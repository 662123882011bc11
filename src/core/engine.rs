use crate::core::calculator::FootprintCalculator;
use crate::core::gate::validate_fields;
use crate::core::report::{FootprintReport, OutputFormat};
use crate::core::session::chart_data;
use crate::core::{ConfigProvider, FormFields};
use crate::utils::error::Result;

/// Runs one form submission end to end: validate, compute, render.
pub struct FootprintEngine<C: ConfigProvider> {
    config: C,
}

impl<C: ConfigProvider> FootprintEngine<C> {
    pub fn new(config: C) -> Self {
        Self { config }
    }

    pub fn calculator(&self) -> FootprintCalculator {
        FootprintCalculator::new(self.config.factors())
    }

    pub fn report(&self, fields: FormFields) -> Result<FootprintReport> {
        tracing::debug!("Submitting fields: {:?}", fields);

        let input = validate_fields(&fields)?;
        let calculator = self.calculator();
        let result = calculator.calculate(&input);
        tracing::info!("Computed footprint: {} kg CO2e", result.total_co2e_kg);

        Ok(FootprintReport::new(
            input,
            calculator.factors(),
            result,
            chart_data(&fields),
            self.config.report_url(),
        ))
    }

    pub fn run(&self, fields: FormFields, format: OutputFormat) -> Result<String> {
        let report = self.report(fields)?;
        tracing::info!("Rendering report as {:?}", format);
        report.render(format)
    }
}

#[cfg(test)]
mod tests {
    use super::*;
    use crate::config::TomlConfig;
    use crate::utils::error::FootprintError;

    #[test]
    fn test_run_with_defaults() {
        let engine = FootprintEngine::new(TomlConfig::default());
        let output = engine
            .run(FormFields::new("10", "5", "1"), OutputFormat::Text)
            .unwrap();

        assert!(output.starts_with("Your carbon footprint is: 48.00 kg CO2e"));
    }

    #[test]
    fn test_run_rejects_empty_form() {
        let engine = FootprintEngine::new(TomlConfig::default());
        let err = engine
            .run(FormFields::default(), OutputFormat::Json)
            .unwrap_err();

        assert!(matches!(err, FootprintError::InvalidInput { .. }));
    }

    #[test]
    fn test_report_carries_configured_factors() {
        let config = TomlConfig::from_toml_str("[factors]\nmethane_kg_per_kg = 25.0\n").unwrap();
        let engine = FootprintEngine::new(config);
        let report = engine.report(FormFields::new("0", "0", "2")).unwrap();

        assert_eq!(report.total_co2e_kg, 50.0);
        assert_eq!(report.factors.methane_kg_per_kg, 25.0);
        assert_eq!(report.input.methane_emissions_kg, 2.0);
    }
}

* * * *

Using the material above, transcribe exactly the lines from the line with "use crate::config::TomlConfig;" to the line with "let engine = FootprintEngine::new(config);"; both count, and nothing else goes in.

    use crate::config::TomlConfig;
    use crate::utils::error::FootprintError;

    #[test]
    fn test_run_with_defaults() {
        let engine = FootprintEngine::new(TomlConfig::default());
        let output = engine
            .run(FormFields::new("10", "5", "1"), OutputFormat::Text)
            .unwrap();

        assert!(output.starts_with("Your carbon footprint is: 48.00 kg CO2e"));
    }

    #[test]
    fn test_run_rejects_empty_form() {
        let engine = FootprintEngine::new(TomlConfig::default());
        let err = engine
            .run(FormFields::default(), OutputFormat::Json)
            .unwrap_err();

        assert!(matches!(err, FootprintError::InvalidInput { .. }));
    }

    #[test]
    fn test_report_carries_configured_factors() {
        let config = TomlConfig::from_toml_str("[factors]\nmethane_kg_per_kg = 25.0\n").unwrap();
        let engine = FootprintEngine::new(config);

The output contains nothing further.